* **EXERCISE INSTRUCTIONS**
Figure out how many lines of the listing include the string "already"; the reply is only that number.

* **WORKING DATA**

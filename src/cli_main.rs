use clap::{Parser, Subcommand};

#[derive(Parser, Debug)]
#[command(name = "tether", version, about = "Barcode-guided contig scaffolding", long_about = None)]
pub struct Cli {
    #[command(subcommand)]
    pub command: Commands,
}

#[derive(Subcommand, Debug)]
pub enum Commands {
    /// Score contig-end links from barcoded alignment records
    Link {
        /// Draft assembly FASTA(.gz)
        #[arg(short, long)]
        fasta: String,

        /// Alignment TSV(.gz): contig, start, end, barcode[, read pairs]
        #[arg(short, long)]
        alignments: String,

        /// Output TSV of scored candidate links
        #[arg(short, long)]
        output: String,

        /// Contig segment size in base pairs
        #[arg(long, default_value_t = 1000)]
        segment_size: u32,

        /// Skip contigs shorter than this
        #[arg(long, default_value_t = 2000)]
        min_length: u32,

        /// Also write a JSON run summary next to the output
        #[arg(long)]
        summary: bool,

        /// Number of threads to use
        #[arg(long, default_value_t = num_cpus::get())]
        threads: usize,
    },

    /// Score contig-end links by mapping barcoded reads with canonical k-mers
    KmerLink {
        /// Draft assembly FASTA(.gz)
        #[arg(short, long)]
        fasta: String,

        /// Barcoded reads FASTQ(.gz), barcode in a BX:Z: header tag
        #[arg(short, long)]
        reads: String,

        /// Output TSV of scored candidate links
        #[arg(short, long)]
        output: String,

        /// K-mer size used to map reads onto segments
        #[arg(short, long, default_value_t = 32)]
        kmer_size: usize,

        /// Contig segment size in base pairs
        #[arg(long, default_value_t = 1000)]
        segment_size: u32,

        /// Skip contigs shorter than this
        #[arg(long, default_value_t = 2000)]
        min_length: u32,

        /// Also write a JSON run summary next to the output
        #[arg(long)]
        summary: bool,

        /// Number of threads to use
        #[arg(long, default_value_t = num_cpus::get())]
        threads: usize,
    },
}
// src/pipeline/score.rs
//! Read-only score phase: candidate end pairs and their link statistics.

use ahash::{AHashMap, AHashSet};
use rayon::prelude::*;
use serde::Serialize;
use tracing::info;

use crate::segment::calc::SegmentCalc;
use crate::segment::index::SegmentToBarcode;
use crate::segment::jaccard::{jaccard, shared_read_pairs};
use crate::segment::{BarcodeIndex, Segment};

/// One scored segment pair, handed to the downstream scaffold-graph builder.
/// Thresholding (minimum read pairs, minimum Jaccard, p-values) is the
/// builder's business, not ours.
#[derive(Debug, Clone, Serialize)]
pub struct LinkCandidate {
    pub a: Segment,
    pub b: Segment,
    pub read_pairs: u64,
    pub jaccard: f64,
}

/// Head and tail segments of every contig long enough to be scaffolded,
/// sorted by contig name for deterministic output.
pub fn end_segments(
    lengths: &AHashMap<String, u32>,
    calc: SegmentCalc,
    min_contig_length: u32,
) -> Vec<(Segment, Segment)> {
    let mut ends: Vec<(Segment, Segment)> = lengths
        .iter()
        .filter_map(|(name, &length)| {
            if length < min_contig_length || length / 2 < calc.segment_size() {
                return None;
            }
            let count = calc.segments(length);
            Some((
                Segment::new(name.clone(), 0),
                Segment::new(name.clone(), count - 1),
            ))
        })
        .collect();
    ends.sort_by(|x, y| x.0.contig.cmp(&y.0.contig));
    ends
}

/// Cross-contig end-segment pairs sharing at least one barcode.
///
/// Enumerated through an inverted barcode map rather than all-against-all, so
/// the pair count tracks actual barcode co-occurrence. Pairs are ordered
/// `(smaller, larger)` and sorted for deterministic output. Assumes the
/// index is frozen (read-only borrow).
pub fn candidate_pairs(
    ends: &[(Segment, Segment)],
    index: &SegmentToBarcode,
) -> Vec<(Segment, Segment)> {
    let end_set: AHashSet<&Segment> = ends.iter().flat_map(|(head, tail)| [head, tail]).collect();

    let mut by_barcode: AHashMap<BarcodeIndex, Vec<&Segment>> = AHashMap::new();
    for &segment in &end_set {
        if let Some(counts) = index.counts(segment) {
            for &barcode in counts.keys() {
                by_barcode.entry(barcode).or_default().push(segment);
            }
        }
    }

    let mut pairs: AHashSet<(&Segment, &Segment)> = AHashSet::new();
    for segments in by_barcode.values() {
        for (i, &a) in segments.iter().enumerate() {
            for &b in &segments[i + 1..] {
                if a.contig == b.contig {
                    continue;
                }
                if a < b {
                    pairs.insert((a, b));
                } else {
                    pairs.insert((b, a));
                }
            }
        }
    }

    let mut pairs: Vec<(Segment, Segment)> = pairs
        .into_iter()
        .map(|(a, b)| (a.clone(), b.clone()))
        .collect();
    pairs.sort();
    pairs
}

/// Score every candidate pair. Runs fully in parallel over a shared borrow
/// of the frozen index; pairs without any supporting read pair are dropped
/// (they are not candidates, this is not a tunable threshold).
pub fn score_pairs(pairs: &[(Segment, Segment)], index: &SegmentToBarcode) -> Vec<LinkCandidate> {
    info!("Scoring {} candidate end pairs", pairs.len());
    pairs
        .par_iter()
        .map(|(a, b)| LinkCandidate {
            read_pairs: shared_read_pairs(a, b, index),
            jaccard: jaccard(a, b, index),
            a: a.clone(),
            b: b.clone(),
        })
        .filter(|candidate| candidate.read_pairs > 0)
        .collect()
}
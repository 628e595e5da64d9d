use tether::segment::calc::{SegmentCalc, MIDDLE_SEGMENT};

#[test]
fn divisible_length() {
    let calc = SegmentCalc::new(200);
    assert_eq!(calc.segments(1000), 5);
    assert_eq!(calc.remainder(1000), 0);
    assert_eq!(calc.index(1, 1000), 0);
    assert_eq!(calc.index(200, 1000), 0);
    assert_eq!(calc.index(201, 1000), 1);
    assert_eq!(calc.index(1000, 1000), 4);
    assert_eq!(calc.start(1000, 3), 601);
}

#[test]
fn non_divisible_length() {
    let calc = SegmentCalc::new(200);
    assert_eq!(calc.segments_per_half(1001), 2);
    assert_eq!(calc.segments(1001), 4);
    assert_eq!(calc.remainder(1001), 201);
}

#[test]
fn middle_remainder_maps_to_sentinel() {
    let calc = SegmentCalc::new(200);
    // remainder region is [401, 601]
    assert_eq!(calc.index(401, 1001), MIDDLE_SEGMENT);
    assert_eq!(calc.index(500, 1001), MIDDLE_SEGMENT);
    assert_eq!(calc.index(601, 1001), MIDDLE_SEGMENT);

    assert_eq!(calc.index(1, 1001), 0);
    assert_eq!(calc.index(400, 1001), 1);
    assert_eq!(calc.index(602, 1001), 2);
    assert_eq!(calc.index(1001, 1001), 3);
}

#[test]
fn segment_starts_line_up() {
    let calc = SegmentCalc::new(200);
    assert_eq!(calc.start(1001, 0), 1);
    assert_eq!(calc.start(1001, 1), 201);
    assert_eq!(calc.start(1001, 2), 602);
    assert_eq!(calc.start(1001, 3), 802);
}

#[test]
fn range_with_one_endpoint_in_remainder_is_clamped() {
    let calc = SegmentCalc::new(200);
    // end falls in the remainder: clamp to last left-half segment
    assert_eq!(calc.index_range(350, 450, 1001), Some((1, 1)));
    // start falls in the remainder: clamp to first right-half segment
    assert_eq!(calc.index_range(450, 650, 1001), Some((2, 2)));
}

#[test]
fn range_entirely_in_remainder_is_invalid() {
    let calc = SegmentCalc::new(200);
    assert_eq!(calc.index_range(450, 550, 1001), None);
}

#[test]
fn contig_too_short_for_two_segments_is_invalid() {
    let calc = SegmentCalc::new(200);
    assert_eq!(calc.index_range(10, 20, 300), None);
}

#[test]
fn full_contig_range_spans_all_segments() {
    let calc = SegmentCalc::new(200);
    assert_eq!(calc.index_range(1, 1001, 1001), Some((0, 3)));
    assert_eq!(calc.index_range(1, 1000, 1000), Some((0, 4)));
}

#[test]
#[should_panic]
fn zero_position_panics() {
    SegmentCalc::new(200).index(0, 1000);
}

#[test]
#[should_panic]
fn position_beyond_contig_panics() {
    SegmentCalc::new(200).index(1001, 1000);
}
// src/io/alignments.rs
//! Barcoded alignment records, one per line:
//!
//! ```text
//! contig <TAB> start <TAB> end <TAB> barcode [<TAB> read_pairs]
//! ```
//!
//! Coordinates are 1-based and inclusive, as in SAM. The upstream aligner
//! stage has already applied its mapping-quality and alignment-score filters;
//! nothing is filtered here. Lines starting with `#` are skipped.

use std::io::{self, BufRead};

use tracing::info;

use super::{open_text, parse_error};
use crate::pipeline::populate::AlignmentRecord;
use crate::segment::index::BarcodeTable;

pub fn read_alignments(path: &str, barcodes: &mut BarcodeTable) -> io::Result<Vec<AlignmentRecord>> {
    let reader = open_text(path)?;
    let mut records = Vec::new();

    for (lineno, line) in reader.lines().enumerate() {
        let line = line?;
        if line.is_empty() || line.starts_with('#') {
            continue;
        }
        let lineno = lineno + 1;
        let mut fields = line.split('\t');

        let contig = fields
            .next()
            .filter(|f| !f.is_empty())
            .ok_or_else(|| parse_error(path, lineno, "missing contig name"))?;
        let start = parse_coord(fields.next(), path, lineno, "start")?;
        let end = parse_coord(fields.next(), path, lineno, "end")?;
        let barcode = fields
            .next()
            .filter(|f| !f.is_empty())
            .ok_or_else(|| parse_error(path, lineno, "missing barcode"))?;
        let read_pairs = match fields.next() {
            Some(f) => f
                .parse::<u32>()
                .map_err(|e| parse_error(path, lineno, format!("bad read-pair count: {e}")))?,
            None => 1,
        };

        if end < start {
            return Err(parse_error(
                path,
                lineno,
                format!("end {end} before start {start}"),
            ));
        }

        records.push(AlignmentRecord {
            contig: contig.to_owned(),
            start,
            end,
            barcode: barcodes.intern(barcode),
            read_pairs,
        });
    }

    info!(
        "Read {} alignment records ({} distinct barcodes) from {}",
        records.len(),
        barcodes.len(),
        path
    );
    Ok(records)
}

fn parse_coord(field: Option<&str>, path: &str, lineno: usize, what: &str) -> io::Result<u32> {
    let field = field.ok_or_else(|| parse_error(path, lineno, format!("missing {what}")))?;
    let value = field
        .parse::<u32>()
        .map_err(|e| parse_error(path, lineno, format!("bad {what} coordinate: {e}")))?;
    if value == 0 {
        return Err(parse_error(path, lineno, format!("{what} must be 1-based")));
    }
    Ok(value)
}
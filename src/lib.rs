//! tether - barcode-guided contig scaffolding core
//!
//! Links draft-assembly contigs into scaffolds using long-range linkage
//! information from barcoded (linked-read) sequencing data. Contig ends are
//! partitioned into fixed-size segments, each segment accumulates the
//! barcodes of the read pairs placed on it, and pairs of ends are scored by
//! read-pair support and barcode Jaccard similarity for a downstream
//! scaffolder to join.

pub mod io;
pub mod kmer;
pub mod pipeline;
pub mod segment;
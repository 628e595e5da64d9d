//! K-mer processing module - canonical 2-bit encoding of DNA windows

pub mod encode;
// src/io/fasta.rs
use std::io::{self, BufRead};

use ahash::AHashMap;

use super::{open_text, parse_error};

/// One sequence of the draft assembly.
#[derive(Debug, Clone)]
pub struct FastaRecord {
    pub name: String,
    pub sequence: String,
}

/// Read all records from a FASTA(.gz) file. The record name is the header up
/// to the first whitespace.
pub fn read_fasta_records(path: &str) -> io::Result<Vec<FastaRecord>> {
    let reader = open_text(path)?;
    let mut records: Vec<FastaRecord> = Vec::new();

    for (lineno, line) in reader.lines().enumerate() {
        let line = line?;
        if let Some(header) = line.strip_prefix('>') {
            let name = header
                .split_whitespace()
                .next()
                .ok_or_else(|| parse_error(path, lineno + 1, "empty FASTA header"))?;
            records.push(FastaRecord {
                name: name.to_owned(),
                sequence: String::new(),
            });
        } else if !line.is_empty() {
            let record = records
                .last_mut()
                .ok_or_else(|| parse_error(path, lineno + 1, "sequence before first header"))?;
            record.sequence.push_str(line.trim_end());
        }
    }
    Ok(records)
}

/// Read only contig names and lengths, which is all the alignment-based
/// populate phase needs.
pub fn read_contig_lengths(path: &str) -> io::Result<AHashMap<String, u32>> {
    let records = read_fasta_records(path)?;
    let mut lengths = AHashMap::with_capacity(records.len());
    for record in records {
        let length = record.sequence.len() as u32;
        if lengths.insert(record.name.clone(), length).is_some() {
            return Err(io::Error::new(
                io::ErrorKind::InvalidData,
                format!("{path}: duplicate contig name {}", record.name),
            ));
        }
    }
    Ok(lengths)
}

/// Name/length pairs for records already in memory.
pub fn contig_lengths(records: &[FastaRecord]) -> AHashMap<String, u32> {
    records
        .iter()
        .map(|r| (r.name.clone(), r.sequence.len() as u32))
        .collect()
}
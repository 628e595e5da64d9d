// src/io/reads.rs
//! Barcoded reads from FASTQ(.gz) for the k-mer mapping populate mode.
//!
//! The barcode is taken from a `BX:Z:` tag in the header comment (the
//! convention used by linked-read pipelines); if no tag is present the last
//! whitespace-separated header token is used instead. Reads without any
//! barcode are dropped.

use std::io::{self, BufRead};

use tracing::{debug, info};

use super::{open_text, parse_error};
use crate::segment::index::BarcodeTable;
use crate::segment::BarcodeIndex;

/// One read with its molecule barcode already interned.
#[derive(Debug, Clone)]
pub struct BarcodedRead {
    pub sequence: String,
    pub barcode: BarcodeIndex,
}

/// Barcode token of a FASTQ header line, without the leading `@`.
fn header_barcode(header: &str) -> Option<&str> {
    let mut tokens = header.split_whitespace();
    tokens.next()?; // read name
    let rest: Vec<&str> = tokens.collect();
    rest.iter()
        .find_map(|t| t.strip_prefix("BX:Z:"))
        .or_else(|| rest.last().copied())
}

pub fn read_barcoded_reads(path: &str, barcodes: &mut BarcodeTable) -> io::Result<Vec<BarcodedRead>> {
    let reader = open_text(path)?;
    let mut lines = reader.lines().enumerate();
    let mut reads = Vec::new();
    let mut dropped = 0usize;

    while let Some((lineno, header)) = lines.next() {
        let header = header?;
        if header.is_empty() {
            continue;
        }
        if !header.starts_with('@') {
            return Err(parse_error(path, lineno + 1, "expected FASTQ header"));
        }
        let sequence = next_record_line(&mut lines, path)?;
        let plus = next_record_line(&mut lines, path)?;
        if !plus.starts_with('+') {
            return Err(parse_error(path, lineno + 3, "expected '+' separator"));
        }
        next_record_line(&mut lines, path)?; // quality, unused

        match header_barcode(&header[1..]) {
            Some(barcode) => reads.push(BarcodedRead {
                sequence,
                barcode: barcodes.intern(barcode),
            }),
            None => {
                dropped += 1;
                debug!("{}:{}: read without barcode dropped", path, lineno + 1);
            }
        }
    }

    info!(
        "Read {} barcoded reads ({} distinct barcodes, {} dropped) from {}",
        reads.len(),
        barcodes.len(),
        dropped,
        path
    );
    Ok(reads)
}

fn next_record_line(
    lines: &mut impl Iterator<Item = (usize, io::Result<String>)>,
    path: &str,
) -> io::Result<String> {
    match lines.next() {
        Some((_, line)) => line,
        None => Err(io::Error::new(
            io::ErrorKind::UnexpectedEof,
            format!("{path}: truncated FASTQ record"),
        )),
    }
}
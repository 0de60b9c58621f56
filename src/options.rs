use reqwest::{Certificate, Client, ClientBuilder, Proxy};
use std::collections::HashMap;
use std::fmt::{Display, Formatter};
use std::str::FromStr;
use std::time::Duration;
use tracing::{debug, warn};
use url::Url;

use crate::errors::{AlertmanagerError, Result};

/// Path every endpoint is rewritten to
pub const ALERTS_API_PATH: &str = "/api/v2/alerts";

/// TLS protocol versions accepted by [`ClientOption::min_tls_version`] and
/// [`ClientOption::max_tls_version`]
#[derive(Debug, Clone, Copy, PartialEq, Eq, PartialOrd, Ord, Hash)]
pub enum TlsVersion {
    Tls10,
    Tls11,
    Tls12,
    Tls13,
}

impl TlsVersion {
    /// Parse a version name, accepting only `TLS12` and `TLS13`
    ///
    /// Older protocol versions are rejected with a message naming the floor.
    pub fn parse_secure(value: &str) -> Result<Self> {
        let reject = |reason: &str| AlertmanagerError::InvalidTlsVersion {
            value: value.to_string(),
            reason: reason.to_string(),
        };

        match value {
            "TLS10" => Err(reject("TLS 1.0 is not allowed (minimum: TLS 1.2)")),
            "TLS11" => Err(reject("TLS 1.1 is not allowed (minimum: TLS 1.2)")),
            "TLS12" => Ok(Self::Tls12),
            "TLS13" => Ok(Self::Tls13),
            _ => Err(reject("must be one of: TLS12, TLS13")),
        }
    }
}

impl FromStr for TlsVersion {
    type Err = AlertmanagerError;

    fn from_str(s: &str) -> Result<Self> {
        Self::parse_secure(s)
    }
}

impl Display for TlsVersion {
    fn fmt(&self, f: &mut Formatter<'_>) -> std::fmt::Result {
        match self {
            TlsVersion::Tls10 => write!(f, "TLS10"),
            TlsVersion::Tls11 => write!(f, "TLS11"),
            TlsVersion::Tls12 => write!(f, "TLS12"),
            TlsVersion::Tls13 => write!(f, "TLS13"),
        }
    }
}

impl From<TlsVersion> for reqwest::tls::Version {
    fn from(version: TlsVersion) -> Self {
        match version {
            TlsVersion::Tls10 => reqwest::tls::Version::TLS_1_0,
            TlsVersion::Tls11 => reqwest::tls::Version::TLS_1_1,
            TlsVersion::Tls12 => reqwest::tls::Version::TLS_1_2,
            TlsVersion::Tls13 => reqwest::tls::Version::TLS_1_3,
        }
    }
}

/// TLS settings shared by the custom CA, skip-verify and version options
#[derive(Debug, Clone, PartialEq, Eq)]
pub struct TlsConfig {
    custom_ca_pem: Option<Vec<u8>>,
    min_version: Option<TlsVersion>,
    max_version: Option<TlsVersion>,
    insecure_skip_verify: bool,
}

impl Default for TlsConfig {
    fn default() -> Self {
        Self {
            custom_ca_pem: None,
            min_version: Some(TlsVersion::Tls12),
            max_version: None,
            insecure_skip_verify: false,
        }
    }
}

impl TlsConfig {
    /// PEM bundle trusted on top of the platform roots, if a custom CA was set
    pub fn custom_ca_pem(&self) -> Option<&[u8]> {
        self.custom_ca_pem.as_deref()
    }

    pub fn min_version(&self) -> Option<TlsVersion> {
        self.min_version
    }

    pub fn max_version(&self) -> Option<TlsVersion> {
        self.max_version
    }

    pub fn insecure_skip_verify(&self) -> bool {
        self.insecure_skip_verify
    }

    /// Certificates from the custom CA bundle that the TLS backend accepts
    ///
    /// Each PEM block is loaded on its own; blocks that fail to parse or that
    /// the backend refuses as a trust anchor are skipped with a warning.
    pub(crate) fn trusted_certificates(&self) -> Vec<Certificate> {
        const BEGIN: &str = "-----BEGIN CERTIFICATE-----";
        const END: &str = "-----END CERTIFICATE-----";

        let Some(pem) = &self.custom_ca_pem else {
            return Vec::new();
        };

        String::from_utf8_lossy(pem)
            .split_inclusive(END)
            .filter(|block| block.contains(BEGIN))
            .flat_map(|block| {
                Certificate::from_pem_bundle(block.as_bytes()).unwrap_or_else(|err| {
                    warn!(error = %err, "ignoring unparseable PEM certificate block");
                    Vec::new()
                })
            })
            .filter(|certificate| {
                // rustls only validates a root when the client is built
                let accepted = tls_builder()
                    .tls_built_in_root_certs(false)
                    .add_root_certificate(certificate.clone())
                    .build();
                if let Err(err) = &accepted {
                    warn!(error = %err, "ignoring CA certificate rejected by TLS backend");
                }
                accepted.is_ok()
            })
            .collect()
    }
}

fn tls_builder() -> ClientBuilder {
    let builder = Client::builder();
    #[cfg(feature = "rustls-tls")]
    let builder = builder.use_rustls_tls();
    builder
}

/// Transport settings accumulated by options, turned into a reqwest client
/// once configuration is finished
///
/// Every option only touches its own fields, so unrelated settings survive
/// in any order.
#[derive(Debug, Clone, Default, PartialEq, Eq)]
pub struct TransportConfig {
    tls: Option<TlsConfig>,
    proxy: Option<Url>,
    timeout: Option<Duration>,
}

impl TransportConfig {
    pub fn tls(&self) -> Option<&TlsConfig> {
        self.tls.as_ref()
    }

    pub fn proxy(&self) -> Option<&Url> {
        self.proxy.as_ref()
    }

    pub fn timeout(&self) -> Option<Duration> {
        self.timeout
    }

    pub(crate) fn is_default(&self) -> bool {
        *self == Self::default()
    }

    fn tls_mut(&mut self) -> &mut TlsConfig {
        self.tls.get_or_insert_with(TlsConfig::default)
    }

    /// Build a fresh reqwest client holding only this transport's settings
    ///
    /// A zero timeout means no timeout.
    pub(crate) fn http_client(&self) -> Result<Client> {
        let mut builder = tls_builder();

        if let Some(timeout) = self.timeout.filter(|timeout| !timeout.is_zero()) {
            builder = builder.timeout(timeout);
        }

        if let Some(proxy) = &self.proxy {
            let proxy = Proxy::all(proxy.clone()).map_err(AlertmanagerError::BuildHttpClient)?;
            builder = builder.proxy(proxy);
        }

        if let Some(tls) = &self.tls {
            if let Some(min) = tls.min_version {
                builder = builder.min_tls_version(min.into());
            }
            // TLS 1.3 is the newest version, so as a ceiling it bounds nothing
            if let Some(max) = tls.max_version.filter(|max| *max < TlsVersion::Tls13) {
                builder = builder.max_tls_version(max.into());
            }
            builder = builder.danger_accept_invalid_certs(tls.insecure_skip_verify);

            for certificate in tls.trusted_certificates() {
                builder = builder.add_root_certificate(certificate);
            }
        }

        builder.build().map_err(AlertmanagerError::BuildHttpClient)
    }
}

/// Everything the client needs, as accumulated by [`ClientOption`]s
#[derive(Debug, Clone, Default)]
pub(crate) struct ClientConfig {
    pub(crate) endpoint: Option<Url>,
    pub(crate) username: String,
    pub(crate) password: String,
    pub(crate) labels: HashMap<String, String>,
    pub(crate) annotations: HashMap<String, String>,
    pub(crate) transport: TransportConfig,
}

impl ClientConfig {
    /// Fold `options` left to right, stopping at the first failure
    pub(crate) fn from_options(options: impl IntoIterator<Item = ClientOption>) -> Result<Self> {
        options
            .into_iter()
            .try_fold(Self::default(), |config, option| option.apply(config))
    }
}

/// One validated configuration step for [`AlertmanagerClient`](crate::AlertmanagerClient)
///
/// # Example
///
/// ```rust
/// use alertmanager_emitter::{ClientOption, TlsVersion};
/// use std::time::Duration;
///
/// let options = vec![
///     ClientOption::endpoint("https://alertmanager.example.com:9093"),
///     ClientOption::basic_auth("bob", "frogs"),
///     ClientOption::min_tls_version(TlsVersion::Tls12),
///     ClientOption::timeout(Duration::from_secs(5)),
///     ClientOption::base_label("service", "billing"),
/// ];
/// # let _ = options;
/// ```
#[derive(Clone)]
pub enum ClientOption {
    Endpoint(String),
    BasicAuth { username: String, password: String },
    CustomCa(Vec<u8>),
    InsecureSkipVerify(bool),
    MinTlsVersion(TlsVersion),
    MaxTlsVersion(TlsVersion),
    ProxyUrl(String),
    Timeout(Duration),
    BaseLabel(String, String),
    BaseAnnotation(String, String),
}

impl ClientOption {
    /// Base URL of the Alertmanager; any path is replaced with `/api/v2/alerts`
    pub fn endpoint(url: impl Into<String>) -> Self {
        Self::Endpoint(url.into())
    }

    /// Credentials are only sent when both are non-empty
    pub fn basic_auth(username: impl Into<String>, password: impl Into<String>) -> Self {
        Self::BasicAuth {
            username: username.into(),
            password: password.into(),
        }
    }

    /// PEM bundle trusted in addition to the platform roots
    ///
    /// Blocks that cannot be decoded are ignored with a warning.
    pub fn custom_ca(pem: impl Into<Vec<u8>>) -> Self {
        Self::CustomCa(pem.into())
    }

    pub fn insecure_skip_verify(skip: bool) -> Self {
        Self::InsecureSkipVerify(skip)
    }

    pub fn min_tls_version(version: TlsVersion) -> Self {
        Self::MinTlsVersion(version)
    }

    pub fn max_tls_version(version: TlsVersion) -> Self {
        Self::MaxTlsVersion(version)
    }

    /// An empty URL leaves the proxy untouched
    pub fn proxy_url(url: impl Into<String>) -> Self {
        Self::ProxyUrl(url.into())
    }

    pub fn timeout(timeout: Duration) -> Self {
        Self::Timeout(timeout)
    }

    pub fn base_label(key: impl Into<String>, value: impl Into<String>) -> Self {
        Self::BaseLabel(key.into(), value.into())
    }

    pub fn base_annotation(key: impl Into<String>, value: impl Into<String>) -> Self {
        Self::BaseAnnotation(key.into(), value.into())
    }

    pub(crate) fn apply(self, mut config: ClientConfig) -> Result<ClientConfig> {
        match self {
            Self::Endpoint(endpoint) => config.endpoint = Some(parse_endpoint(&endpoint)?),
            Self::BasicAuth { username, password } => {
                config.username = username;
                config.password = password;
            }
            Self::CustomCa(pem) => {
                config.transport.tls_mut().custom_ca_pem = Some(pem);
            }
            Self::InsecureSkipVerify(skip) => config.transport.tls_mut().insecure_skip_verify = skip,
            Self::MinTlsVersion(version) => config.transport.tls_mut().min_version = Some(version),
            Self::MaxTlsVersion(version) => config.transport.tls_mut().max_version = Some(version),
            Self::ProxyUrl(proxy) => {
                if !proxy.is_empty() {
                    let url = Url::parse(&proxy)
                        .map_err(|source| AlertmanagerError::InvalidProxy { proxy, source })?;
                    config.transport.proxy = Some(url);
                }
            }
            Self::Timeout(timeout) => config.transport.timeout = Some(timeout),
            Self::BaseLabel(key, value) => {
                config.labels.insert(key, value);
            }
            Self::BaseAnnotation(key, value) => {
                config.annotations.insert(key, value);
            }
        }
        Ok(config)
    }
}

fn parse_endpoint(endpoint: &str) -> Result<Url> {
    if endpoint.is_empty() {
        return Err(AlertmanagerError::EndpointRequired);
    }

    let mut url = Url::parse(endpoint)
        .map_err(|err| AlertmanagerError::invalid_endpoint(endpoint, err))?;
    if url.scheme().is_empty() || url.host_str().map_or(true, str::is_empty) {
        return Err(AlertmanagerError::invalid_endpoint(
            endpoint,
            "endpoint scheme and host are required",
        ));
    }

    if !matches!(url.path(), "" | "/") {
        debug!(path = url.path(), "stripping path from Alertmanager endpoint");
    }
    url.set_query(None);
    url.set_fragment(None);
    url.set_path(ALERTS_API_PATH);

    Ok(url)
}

* **RESPONSE**
3